▶ [Task]:
Copy out the entries that come next, exactly.

▶ [Data]:
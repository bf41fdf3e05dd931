/// ENFORCED BALANCE TYPE - Used by the Ledger
///
/// This is the SINGLE source of truth for balance mutations.
/// ALL balance changes MUST go through these methods.
///
/// # Enforcement Strategy:
/// 1. Fields are PRIVATE - no direct access
/// 2. All mutations return Result - errors are explicit
/// 3. checked arithmetic - overflow protection
/// 4. Type system prevents bypassing validation
use crate::core_types::Points;
use serde::{Deserialize, Serialize};
use thiserror::Error;

#[derive(Error, Debug, Clone, Copy, PartialEq, Eq)]
pub enum BalanceError {
    #[error("insufficient balance")]
    Insufficient,
    #[error("balance arithmetic overflow")]
    Overflow,
}

/// Deltas applied by a negative-balance repair.
#[derive(Debug, Clone, Copy, PartialEq, Eq)]
pub struct RepairDelta {
    pub points_restored: Points,
    pub escrow_restored: Points,
}

/// Point balance of a single user.
///
/// # Invariants (ENFORCED by private fields):
/// - `points >= 0`, `escrow >= 0`, `owed >= 0`
/// - The only way down for `points` is `debit_checked` / `move_to_escrow`,
///   both of which check-and-decrement in one step
/// - `escrow` is only consumed by `spend_from_escrow` and only returned by
///   `release_from_escrow`
///
/// A user with `owed > 0` is implicitly frozen from spending until the
/// debt is repaid; repayment happens inside [`Balance::credit`].
#[derive(Debug, Clone, Copy, Default, Serialize, Deserialize, PartialEq, Eq)]
pub struct Balance {
    points: Points, // PRIVATE - available points
    escrow: Points, // PRIVATE - reserved for pending obligations
    owed: Points,   // PRIVATE - outstanding debt
}

impl Balance {
    pub fn with_points(points: Points) -> Self {
        Self {
            points,
            escrow: 0,
            owed: 0,
        }
    }

    // ============================================================
    // READ-ONLY GETTERS
    // ============================================================

    #[inline(always)]
    pub const fn points(&self) -> Points {
        self.points
    }

    #[inline(always)]
    pub const fn escrow(&self) -> Points {
        self.escrow
    }

    #[inline(always)]
    pub const fn owed(&self) -> Points {
        self.owed
    }

    /// Total points under this user's control (available + reserved).
    #[inline(always)]
    pub const fn total(&self) -> Points {
        self.points + self.escrow
    }

    // ============================================================
    // VALIDATED MUTATIONS
    // ============================================================

    /// Credit points, repaying outstanding debt first.
    ///
    /// Returns `(repaid, credited)`: `repaid` went to debt, `credited`
    /// landed on `points`. `repaid + credited = amount`.
    pub fn credit(&mut self, amount: Points) -> Result<(Points, Points), BalanceError> {
        let repaid = self.owed.min(amount);
        let credited = amount - repaid;
        self.owed -= repaid;
        self.points = self
            .points
            .checked_add(credited)
            .ok_or(BalanceError::Overflow)?;
        Ok((repaid, credited))
    }

    /// Atomic check-and-decrement of `points`.
    ///
    /// This is the sole legal path for reducing `points` directly; the
    /// check and the subtraction are one step, so `points >= 0` is a
    /// structural invariant, not a convention.
    pub fn debit_checked(&mut self, amount: Points) -> Result<(), BalanceError> {
        if self.points < amount {
            return Err(BalanceError::Insufficient);
        }
        self.points -= amount;
        Ok(())
    }

    /// Atomic `points -= amount; escrow += amount` subject to sufficiency.
    pub fn move_to_escrow(&mut self, amount: Points) -> Result<(), BalanceError> {
        if self.points < amount {
            return Err(BalanceError::Insufficient);
        }
        self.points -= amount;
        self.escrow = self
            .escrow
            .checked_add(amount)
            .ok_or(BalanceError::Overflow)?;
        Ok(())
    }

    /// Consume reserved points (trade settlement, fees taken from escrow).
    pub fn spend_from_escrow(&mut self, amount: Points) -> Result<(), BalanceError> {
        if self.escrow < amount {
            return Err(BalanceError::Insufficient);
        }
        self.escrow -= amount;
        Ok(())
    }

    /// Return reserved points to the available balance.
    pub fn release_from_escrow(&mut self, amount: Points) -> Result<(), BalanceError> {
        if self.escrow < amount {
            return Err(BalanceError::Insufficient);
        }
        self.escrow -= amount;
        self.points = self
            .points
            .checked_add(amount)
            .ok_or(BalanceError::Overflow)?;
        Ok(())
    }

    /// Record debt against the user.
    pub fn add_debt(&mut self, amount: Points) -> Result<(), BalanceError> {
        self.owed = self.owed.checked_add(amount).ok_or(BalanceError::Overflow)?;
        Ok(())
    }

    /// Zero out negative components, converting the deficit into debt.
    ///
    /// Negative balances are structurally impossible through the methods
    /// above; this exists for the integrity auditor's repair path.
    pub fn repair_negative(&mut self) -> Option<RepairDelta> {
        if self.points >= 0 && self.escrow >= 0 {
            return None;
        }
        let points_restored = (-self.points).max(0);
        let escrow_restored = (-self.escrow).max(0);
        self.points += points_restored;
        self.escrow += escrow_restored;
        self.owed += points_restored + escrow_restored;
        Some(RepairDelta {
            points_restored,
            escrow_restored,
        })
    }
}

// ============================================================
// TESTS - Prove enforcement works
// ============================================================

#[cfg(test)]
mod tests {
    use super::*;

    #[test]
    fn test_credit() {
        let mut bal = Balance::default();
        assert_eq!(bal.credit(100), Ok((0, 100)));
        assert_eq!(bal.points(), 100);
        assert_eq!(bal.total(), 100);
    }

    #[test]
    fn test_debit_checked() {
        let mut bal = Balance::with_points(100);
        bal.debit_checked(60).unwrap();
        assert_eq!(bal.points(), 40);

        assert_eq!(bal.debit_checked(50), Err(BalanceError::Insufficient));
        assert_eq!(bal.points(), 40); // Unchanged
    }

    #[test]
    fn test_escrow_roundtrip() {
        let mut bal = Balance::with_points(100);
        bal.move_to_escrow(75).unwrap();
        assert_eq!(bal.points(), 25);
        assert_eq!(bal.escrow(), 75);

        bal.spend_from_escrow(63).unwrap();
        assert_eq!(bal.escrow(), 12);

        bal.release_from_escrow(12).unwrap();
        assert_eq!(bal.points(), 37);
        assert_eq!(bal.escrow(), 0);
        assert_eq!(bal.total(), 37); // pre - 63
    }

    #[test]
    fn test_escrow_insufficient() {
        let mut bal = Balance::with_points(50);
        assert_eq!(bal.move_to_escrow(60), Err(BalanceError::Insufficient));
        assert_eq!(bal.spend_from_escrow(1), Err(BalanceError::Insufficient));
        assert_eq!(bal.points(), 50);
        assert_eq!(bal.escrow(), 0);
    }

    #[test]
    fn test_credit_repays_debt_first() {
        let mut bal = Balance::default();
        bal.add_debt(30).unwrap();

        let (repaid, credited) = bal.credit(100).unwrap();
        assert_eq!(repaid, 30);
        assert_eq!(credited, 70);
        assert_eq!(bal.owed(), 0);
        assert_eq!(bal.points(), 70);
    }

    #[test]
    fn test_partial_debt_repayment() {
        let mut bal = Balance::default();
        bal.add_debt(100).unwrap();

        let (repaid, credited) = bal.credit(40).unwrap();
        assert_eq!(repaid, 40);
        assert_eq!(credited, 0);
        assert_eq!(bal.owed(), 60);
        assert_eq!(bal.points(), 0);
    }

    #[test]
    fn test_credit_overflow() {
        let mut bal = Balance::with_points(Points::MAX);
        assert_eq!(bal.credit(1), Err(BalanceError::Overflow));
    }

    #[test]
    fn test_repair_negative_noop_on_healthy() {
        let mut bal = Balance::with_points(10);
        assert_eq!(bal.repair_negative(), None);
    }
}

▶ [Reply to the exercise]:
repository bf41fdf3e05dd931
/// ENFORCED BALANCE TYPE - Used by the Ledger
///
/// This is the SINGLE source of truth for balance mutations.
/// ALL balance changes MUST go through these methods.
///
/// # Enforcement Strategy:
/// 1. Fields are PRIVATE - no direct access
/// 2. All mutations return Result - errors are explicit
/// 3. checked arithmetic - overflow protection
/// 4. Type system prevents bypassing validation
use crate::core_types::Points;
use serde::{Deserialize, Serialize};
use thiserror::Error;

#[derive(Error, Debug, Clone, Copy, PartialEq, Eq)]
pub enum BalanceError {
    #[error("insufficient balance")]
    Insufficient,
    #[error("balance arithmetic overflow")]
    Overflow,
}

/// Deltas applied by a negative-balance repair.
#[derive(Debug, Clone, Copy, PartialEq, Eq)]
pub struct RepairDelta {
    pub points_restored: Points,
    pub escrow_restored: Points,
}

/// Point balance of a single user.
///
/// # Invariants (ENFORCED by private fields):
/// - `points >= 0`, `escrow >= 0`, `owed >= 0`
/// - The only way down for `points` is `debit_checked` / `move_to_escrow`,
///   both of which check-and-decrement in one step
/// - `escrow` is only consumed by `spend_from_escrow` and only returned by
///   `release_from_escrow`
///
/// A user with `owed > 0` is implicitly frozen from spending until the
/// debt is repaid; repayment happens inside [`Balance::credit`].
#[derive(Debug, Clone, Copy, Default, Serialize, Deserialize, PartialEq, Eq)]
pub struct Balance {
    points: Points, // PRIVATE - available points
    escrow: Points, // PRIVATE - reserved for pending obligations
    owed: Points,   // PRIVATE - outstanding debt
}

impl Balance {
    pub fn with_points(points: Points) -> Self {
        Self {
            points,
            escrow: 0,
            owed: 0,
        }
    }

    // ============================================================
    // READ-ONLY GETTERS
    // ============================================================

    #[inline(always)]
    pub const fn points(&self) -> Points {
        self.points
    }

    #[inline(always)]
    pub const fn escrow(&self) -> Points {
        self.escrow
    }

    #[inline(always)]
    pub const fn owed(&self) -> Points {
        self.owed
    }

    /// Total points under this user's control (available + reserved).
    #[inline(always)]
    pub const fn total(&self) -> Points {
        self.points + self.escrow
    }

    // ============================================================
    // VALIDATED MUTATIONS
    // ============================================================

    /// Credit points, repaying outstanding debt first.
    ///
    /// Returns `(repaid, credited)`: `repaid` went to debt, `credited`
    /// landed on `points`. `repaid + credited = amount`.
    pub fn credit(&mut self, amount: Points) -> Result<(Points, Points), BalanceError> {
        let repaid = self.owed.min(amount);
        let credited = amount - repaid;
        self.owed -= repaid;
        self.points = self
            .points
            .checked_add(credited)
            .ok_or(BalanceError::Overflow)?;
        Ok((repaid, credited))
    }

    /// Atomic check-and-decrement of `points`.
    ///
    /// This is the sole legal path for reducing `points` directly; the
    /// check and the subtraction are one step, so `points >= 0` is a
    /// structural invariant, not a convention.
    pub fn debit_checked(&mut self, amount: Points) -> Result<(), BalanceError> {
        if self.points < amount {
            return Err(BalanceError::Insufficient);
        }
        self.points -= amount;
        Ok(())
    }

    /// Atomic `points -= amount; escrow += amount` subject to sufficiency.
    pub fn move_to_escrow(&mut self, amount: Points) -> Result<(), BalanceError> {
        if self.points < amount {
            return Err(BalanceError::Insufficient);
        }
        self.points -= amount;
        self.escrow = self
            .escrow
            .checked_add(amount)
            .ok_or(BalanceError::Overflow)?;
        Ok(())
    }

    /// Consume reserved points (trade settlement, fees taken from escrow).
    pub fn spend_from_escrow(&mut self, amount: Points) -> Result<(), BalanceError> {
        if self.escrow < amount {
            return Err(BalanceError::Insufficient);
        }
        self.escrow -= amount;
        Ok(())
    }

    /// Return reserved points to the available balance.
    pub fn release_from_escrow(&mut self, amount: Points) -> Result<(), BalanceError> {
        if self.escrow < amount {
            return Err(BalanceError::Insufficient);
        }
        self.escrow -= amount;
        self.points = self
            .points
            .checked_add(amount)
            .ok_or(BalanceError::Overflow)?;
        Ok(())
    }

    /// Record debt against the user.
    pub fn add_debt(&mut self, amount: Points) -> Result<(), BalanceError> {
        self.owed = self.owed.checked_add(amount).ok_or(BalanceError::Overflow)?;
        Ok(())
    }

    /// Zero out negative components, converting the deficit into debt.
    ///
    /// Negative balances are structurally impossible through the methods
    /// above; this exists for the integrity auditor's repair path.
    pub fn repair_negative(&mut self) -> Option<RepairDelta> {
        if self.points >= 0 && self.escrow >= 0 {
            return None;
        }
        let points_restored = (-self.points).max(0);
        let escrow_restored = (-self.escrow).max(0);
        self.points += points_restored;
        self.escrow += escrow_restored;
        self.owed += points_restored + escrow_restored;
        Some(RepairDelta {
            points_restored,
            escrow_restored,
        })
    }
}

// ============================================================
// TESTS - Prove enforcement works
// ============================================================

#[cfg(test)]
mod tests {
    use super::*;

    #[test]
    fn test_credit() {
        let mut bal = Balance::default();
        assert_eq!(bal.credit(100), Ok((0, 100)));
        assert_eq!(bal.points(), 100);
        assert_eq!(bal.total(), 100);
    }

    #[test]
    fn test_debit_checked() {
        let mut bal = Balance::with_points(100);
        bal.debit_checked(60).unwrap();
        assert_eq!(bal.points(), 40);

        assert_eq!(bal.debit_checked(50), Err(BalanceError::Insufficient));
        assert_eq!(bal.points(), 40); // Unchanged
    }

    #[test]
    fn test_escrow_roundtrip() {
        let mut bal = Balance::with_points(100);
        bal.move_to_escrow(75).unwrap();
        assert_eq!(bal.points(), 25);
        assert_eq!(bal.escrow(), 75);

        bal.spend_from_escrow(63).unwrap();
        assert_eq!(bal.escrow(), 12);

        bal.release_from_escrow(12).unwrap();
        assert_eq!(bal.points(), 37);
        assert_eq!(bal.escrow(), 0);
        assert_eq!(bal.total(), 37); // pre - 63
    }

    #[test]
    fn test_escrow_insufficient() {
        let mut bal = Balance::with_points(50);
        assert_eq!(bal.move_to_escrow(60), Err(BalanceError::Insufficient));
        assert_eq!(bal.spend_from_escrow(1), Err(BalanceError::Insufficient));
        assert_eq!(bal.points(), 50);
        assert_eq!(bal.escrow(), 0);
    }

    #[test]
    fn test_credit_repays_debt_first() {
        let mut bal = Balance::default();
        bal.add_debt(30).unwrap();

        let (repaid, credited) = bal.credit(100).unwrap();
        assert_eq!(repaid, 30);
        assert_eq!(credited, 70);
        assert_eq!(bal.owed(), 0);
        assert_eq!(bal.points(), 70);
    }

    #[test]
    fn test_partial_debt_repayment() {
        let mut bal = Balance::default();
        bal.add_debt(100).unwrap();

        let (repaid, credited) = bal.credit(40).unwrap();
        assert_eq!(repaid, 40);
        assert_eq!(credited, 0);
        assert_eq!(bal.owed(), 60);
        assert_eq!(bal.points(), 0);
    }

    #[test]
    fn test_credit_overflow() {
        let mut bal = Balance::with_points(Points::MAX);
        assert_eq!(bal.credit(1), Err(BalanceError::Overflow));
    }

    #[test]
    fn test_repair_negative_noop_on_healthy() {
        let mut bal = Balance::with_points(10);
        assert_eq!(bal.repair_negative(), None);
    }
}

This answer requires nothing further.